◆ ABOUT THIS EXERCISE
All lines holding the word "Feedback" are to be copied from the records beneath.

◆ DATASET ENTRIES
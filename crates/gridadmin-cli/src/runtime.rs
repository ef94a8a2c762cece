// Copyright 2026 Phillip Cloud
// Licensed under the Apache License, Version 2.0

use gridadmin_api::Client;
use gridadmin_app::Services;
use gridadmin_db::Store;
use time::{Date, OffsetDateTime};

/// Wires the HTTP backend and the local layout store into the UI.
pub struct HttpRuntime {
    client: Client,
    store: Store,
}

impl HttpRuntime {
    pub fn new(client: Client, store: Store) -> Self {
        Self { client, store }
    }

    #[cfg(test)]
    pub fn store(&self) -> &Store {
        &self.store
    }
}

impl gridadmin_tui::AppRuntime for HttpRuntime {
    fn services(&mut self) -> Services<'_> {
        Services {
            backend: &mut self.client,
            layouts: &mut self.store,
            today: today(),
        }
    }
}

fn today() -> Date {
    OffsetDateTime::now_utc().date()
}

==

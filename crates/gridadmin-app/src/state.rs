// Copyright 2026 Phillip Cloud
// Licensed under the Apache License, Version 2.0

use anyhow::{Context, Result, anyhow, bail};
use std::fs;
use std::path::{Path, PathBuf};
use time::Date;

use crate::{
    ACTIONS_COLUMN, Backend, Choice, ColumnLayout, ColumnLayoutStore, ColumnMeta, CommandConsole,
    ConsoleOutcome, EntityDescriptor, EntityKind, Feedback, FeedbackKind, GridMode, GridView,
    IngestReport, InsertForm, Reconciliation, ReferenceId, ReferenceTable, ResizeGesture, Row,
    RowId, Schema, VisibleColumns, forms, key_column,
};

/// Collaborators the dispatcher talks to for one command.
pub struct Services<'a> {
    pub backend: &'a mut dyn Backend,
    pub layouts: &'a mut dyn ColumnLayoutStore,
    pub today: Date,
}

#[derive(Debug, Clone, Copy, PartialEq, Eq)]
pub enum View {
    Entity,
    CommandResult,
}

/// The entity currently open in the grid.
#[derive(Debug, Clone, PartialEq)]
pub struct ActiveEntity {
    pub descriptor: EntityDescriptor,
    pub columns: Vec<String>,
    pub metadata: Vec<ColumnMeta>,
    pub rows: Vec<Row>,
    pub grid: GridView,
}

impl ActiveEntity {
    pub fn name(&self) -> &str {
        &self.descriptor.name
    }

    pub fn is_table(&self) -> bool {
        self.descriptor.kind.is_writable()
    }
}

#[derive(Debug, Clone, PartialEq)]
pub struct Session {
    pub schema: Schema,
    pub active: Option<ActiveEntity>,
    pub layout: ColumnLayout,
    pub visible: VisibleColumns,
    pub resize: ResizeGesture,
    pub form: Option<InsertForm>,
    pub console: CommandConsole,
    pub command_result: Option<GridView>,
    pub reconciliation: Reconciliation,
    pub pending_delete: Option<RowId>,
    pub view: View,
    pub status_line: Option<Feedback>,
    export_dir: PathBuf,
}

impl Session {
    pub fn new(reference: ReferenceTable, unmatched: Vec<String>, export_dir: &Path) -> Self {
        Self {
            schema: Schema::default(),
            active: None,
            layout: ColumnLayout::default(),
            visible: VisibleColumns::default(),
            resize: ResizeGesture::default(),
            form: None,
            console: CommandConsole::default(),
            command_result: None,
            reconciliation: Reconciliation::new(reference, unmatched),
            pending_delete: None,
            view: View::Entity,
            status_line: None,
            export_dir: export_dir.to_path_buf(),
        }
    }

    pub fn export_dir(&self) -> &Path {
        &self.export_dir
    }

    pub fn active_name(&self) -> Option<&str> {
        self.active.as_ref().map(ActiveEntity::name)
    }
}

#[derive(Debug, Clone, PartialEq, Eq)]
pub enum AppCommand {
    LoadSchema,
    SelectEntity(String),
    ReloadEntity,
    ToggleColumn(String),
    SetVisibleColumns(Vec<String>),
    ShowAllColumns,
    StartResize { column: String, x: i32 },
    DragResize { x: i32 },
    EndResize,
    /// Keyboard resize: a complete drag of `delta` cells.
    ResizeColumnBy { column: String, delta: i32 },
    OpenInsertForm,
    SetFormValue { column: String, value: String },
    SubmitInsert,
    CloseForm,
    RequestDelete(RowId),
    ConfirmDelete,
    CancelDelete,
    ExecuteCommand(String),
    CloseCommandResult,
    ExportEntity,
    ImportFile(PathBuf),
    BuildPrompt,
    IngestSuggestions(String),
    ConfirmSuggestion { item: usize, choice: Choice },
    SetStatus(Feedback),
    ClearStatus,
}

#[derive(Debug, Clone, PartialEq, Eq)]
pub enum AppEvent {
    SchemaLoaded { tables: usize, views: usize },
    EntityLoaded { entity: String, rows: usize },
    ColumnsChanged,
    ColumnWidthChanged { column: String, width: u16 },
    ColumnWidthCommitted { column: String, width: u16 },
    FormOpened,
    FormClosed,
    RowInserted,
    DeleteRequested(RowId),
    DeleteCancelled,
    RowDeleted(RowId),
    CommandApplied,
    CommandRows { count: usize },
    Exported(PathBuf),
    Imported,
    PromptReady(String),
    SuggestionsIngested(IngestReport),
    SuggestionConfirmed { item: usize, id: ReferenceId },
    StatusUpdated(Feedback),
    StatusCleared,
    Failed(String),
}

◆ EXERCISE OUTPUT
    ConsoleOutcome, EntityDescriptor, EntityKind, Feedback, FeedbackKind, GridMode, GridView,
    pub status_line: Option<Feedback>,
    SetStatus(Feedback),
    StatusUpdated(Feedback),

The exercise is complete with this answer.